# Molasses every time during watering?



## omnigr33n (Dec 5, 2008)

Should I be using Molasses in my watering every time or no?  What is the consensus on this?


----------



## Ekoostik_Hookah (Dec 5, 2008)

yea if its just like 1 or 2 tsp per gallon i think.


----------



## maineharvest (Dec 5, 2008)

I feed my plants molasses about three times during flower and thats it.


----------



## andy52 (Dec 5, 2008)

i use it only after the plants have shown sex.in flower only.i use more than what everyone else says too.i use 2-3 tbls per gallon.


----------



## omnigr33n (Dec 5, 2008)

andy52 said:
			
		

> i use it only after the plants have shown sex.in flower only.i use more than what everyone else says too.i use 2-3 tbls per gallon.
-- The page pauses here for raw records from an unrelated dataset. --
//! The structure descriptor consumed by the conversion engine.
//!
//! A [`StructureDescriptor`] is the minimal, read-only shape of a data
//! structure definition: the ordered concept list, named groups and the rule
//! for the dimension at observation. It is parsed elsewhere and handed to the
//! engine once per dataset.
//!
//! # Examples
//!
//! ```
//! use sdmx_types::{AttachmentLevel, Concept, StructureDescriptor};
//!
//! let dsd = StructureDescriptor::new(vec![
//!     Concept::dimension("FREQ"),
//!     Concept::dimension("REF_AREA"),
//!     Concept::time_dimension("TIME_PERIOD"),
//!     Concept::primary_measure("OBS_VALUE"),
//!     Concept::attribute("OBS_STATUS", AttachmentLevel::Observation),
//! ]);
//!
//! assert!(dsd.validate().is_ok());
//! assert!(dsd.is_time_series());
//! assert_eq!(dsd.series_dimensions().count(), 2);
//! ```

use crate::{AttachmentLevel, Concept, ConceptRole};

/// Error type for structurally inconsistent descriptors.
#[derive(Debug, Clone, PartialEq, Eq)]
pub enum StructureError {
    /// Two concepts share an id.
    DuplicateConcept(String),
    /// More than one concept claims a role that must be unique.
    DuplicateRole(String),
    /// A group lists a concept that is not a dimension of the structure.
    UnknownGroupDimension {
        /// The group id.
        group: String,
        /// The offending concept id.
        dimension: String,
    },
    /// An attribute attaches to a group that is not declared.
    UnknownGroup(String),
    /// The dimension at observation is not a dimension of the structure.
    InvalidDimensionAtObservation(String),
}

impl std::fmt::Display for StructureError {
    fn fmt(&self, f: &mut std::fmt::Formatter<'_>) -> std::fmt::Result {
        match self {
            Self::DuplicateConcept(id) => write!(f, "duplicate concept id '{}'", id),
            Self::DuplicateRole(role) => write!(f, "more than one {} declared", role),
            Self::UnknownGroupDimension { group, dimension } => {
                write!(f, "group '{}' references unknown dimension '{}'", group, dimension)
            }
            Self::UnknownGroup(group) => write!(f, "attribute attached to undeclared group '{}'", group),
            Self::InvalidDimensionAtObservation(id) => {
                write!(f, "dimension at observation '{}' is not a dimension", id)
            }
        }
    }
}

impl std::error::Error for StructureError {}

/// A named group of series identified by a subset of the dimensions.
#[derive(Debug, Clone, PartialEq, Eq)]
#[cfg_attr(feature = "serde", derive(serde::Serialize, serde::Deserialize))]
pub struct GroupDescriptor {
    /// Group identifier.
    pub id: String,
    /// Dimension ids making up the group key, in structure order.
    pub dimensions: Vec<String>,
}

impl GroupDescriptor {
    /// Creates a group over the given dimensions.
    pub fn new<I, S>(id: impl Into<String>, dimensions: I) -> Self
    where
        I: IntoIterator<Item = S>,
        S: Into<String>,
    {
        Self {
            id: id.into(),
            dimensions: dimensions.into_iter().map(Into::into).collect(),
        }
    }
}

/// Rule selecting the dimension that varies within a series.
#[derive(Debug, Clone, Default, PartialEq, Eq)]
#[cfg_attr(feature = "serde", derive(serde::Serialize, serde::Deserialize))]
pub enum DimensionAtObservation {
    /// The time dimension; falls back to the last key dimension when the
    /// structure has no time dimension.
    #[default]
    Time,
    /// An explicitly named dimension.
    Dimension(String),
}

/// Minimal read-only data structure definition.
#[derive(Debug, Clone, PartialEq, Eq)]
#[cfg_attr(feature = "serde", derive(serde::Serialize, serde::Deserialize))]
pub struct StructureDescriptor {
    /// Concepts in declaration order.
    pub concepts: Vec<Concept>,
    /// Named groups.
    pub groups: Vec<GroupDescriptor>,
    /// Dimension-at-observation rule.
    pub dimension_at_observation: DimensionAtObservation,
}

impl StructureDescriptor {
    /// Creates a descriptor with no groups and time at observation.
    pub fn new(concepts: Vec<Concept>) -> Self {
        Self {
            concepts,
            groups: Vec::new(),
            dimension_at_observation: DimensionAtObservation::Time,
        }
    }

    /// Adds a named group.
    pub fn with_group(mut self, group: GroupDescriptor) -> Self {
        self.groups.push(group);
        self
    }

    /// Sets the dimension-at-observation rule.
    pub fn with_dimension_at_observation(mut self, rule: DimensionAtObservation) -> Self {
        self.dimension_at_observation = rule;
        self
    }

    /// Checks internal consistency of the descriptor.
    pub fn validate(&self) -> Result<(), StructureError> {
        let mut seen = std::collections::HashSet::new();
        let mut time_dimensions = 0;
        let mut primary_measures = 0;

        for concept in &self.concepts {
            if !seen.insert(concept.id.as_str()) {
                return Err(StructureError::DuplicateConcept(concept.id.clone()));
            }
            match &concept.role {
                ConceptRole::TimeDimension => time_dimensions += 1,
                ConceptRole::PrimaryMeasure => primary_measures += 1,
                ConceptRole::Attribute(AttachmentLevel::Group(group)) => {
                    if self.group(group).is_none() {
                        return Err(StructureError::UnknownGroup(group.clone()));
                    }
                }
                _ => {}
            }
        }

        if time_dimensions > 1 {
            return Err(StructureError::DuplicateRole("time dimension".to_string()));
        }
        if primary_measures > 1 {
            return Err(StructureError::DuplicateRole("primary measure".to_string()));
        }

        for group in &self.groups {
            for dimension in &group.dimensions {
                let known = self.concept(dimension).is_some_and(|c| c.role.is_dimension());
                if !known {
                    return Err(StructureError::UnknownGroupDimension {
                        group: group.id.clone(),
                        dimension: dimension.clone(),
                    });
                }
            }
        }

        if let DimensionAtObservation::Dimension(id) = &self.dimension_at_observation {
            if !self.concept(id).is_some_and(|c| c.role.is_dimension()) {
                return Err(StructureError::InvalidDimensionAtObservation(id.clone()));
            }
        }

        Ok(())
    }

    /// Looks up a concept by id.
    pub fn concept(&self, id: &str) -> Option<&Concept> {
        self.concepts.iter().find(|c| c.id == id)
    }

    /// Looks up a group by id.
    pub fn group(&self, id: &str) -> Option<&GroupDescriptor> {
        self.groups.iter().find(|g| g.id == id)
    }

    /// Returns true if the concept is declared complex.
    pub fn is_complex(&self, id: &str) -> bool {
        self.concept(id).is_some_and(|c| c.complex)
    }

    /// Returns the time dimension, if any.
    pub fn time_dimension(&self) -> Option<&Concept> {
        self.concepts
            .iter()
            .find(|c| c.role == ConceptRole::TimeDimension)
    }

    /// Returns the primary measure, if any.
    pub fn primary_measure(&self) -> Option<&Concept> {
        self.concepts
            .iter()
            .find(|c| c.role == ConceptRole::PrimaryMeasure)
    }

    /// Returns all concepts with the given role, in declaration order.
    pub fn with_role<'a>(&'a self, role: &'a ConceptRole) -> impl Iterator<Item = &'a Concept> + 'a {
        self.concepts.iter().filter(move |c| &c.role == role)
    }

    /// Returns the explicit measures in declaration order.
    pub fn measures(&self) -> impl Iterator<Item = &Concept> {
        self.concepts.iter().filter(|c| c.role == ConceptRole::Measure)
    }

    /// Returns the cross-sectional measures in declaration order.
    pub fn cross_sectional_measures(&self) -> impl Iterator<Item = &Concept> {
        self.concepts
            .iter()
            .filter(|c| c.role == ConceptRole::CrossSectionalMeasure)
    }

    /// Returns the attributes attached at `level`, in declaration order.
    pub fn attributes_at<'a>(
        &'a self,
        level: &'a AttachmentLevel,
    ) -> impl Iterator<Item = &'a Concept> + 'a {
        self.concepts
            .iter()
            .filter(move |c| c.role.attachment() == Some(level))
    }

    /// Resolves the id of the dimension at observation.
    ///
    /// Returns `None` only when the structure has no dimension that could
    /// serve as one.
    pub fn dimension_at_observation_id(&self) -> Option<&str> {
        match &self.dimension_at_observation {
            DimensionAtObservation::Dimension(id) => Some(id),
            DimensionAtObservation::Time => self
                .time_dimension()
                .or_else(|| {
                    self.concepts
                        .iter()
                        .rev()
                        .find(|c| c.role == ConceptRole::Dimension)
                })
                .map(|c| c.id.as_str()),
        }
    }

    /// Returns true when a time dimension exists and is the dimension at
    /// observation.
    pub fn is_time_series(&self) -> bool {
        match (self.time_dimension(), self.dimension_at_observation_id()) {
            (Some(time), Some(at_obs)) => time.id == at_obs,
            _ => false,
        }
    }

    /// Returns the dimensions making up a series key.
    ///
    /// These are the plain key dimensions; the time dimension, the measure
    /// dimension and a non-time dimension at observation are excluded.
    pub fn series_dimensions(&self) -> impl Iterator<Item = &Concept> {
        let at_obs = if self.is_time_series() {
            None
        } else {
            self.dimension_at_observation_id()
        };
        self.concepts
            .iter()
            .filter(move |c| c.role == ConceptRole::Dimension && Some(c.id.as_str()) != at_obs)
    }

    /// Returns concept ids in natural column order: dimensions, then
    /// measures, then attributes, each in declaration order.
    pub fn natural_order(&self) -> Vec<&str> {
        let dimensions = self.concepts.iter().filter(|c| c.role.is_dimension());
        let measures = self.concepts.iter().filter(|c| c.role.is_measure());
        let attributes = self.concepts.iter().filter(|c| c.role.attachment().is_some());
        dimensions
            .chain(measures)
            .chain(attributes)
            .map(|c| c.id.as_str())
            .collect()
    }
}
It can't hurt can it?  I don't see how.


----------



## tcbud (Dec 5, 2008)

I used 1/4 cup in 5 gallons water during the last four weeks of flower.  Right up till harvest.


----------



## godspeedsuckah (Dec 5, 2008)

I use 2-3 tablespoons per gallon every third (or so) watering.


----------



## yumyumbubblegum (Dec 5, 2008)

*This is a good question... my nutes have some molasses in it. should I use more?  *


----------



## docfishwrinkle (Dec 5, 2008)

this past grow was watered w/ blackstrap every time & i watered bout 4 times a wk (coco). did it from time they broke ground 2 day of chop. my app rate was 1tblsp/gal aerated for min of 24 hrs. basically not sure of the whole sweeten taste & pack on weight myth, but i was using for feeding EM's (effective micro-organisms). here this might give an over view of what im talking about. http://www.ibiblio.org/rge/faq-html/b-add.htm then read this to make wicked concoctions bwahaaahahaahahahaha....http://www.ibiblio.org/ecolandtech/SoilWiki/message-archives/composttea+soilfoodweb+soilquality/4/msg00069.html:bolt:


----------



## Friend-of-a-friend (Dec 5, 2008)

What is the benefits of using Molasses with flower feeding? I'd never heard of it till getting on this site. I am assuming it has someting to do with providing the plant with neccessary simple sugars during flowering phase, but dont know for sure. Please enlighten me why ppl use it and what the benefits/drawbacks are?


----------



## docfishwrinkle (Dec 5, 2008)

Friend-of-a-friend said:
			
		

> What is the benefits of using Molasses with flower feeding? I'd never heard of it till getting on this site. I am assuming it has someting to do with providing the plant with neccessary simple sugars during flowering phase, but dont know for sure. Please enlighten me why ppl use it and what the benefits/drawbacks are?


 
dewd check links in post above yours, youll be amazed! use blackstrap, which can be hard 2 find, check health food stores, grain elevators, farm supply box stores, or hunting stores. also is not usually that cheap. read this why not any molasses, but blackstrap.http://www.wisegeek.com/what-is-blackstrap-molasses.htm


----------



## Friend-of-a-friend (Dec 5, 2008)

So if I use Blackstrap Malassess on my plants, I'll be able to trim stomach fat when I smoke em?


----------



## groworganic (Dec 5, 2008)

Friend-of-a-friend said:
			
		

> So if I use Blackstrap Malassess on my plants, I'll be able to trim stomach fat when I smoke em?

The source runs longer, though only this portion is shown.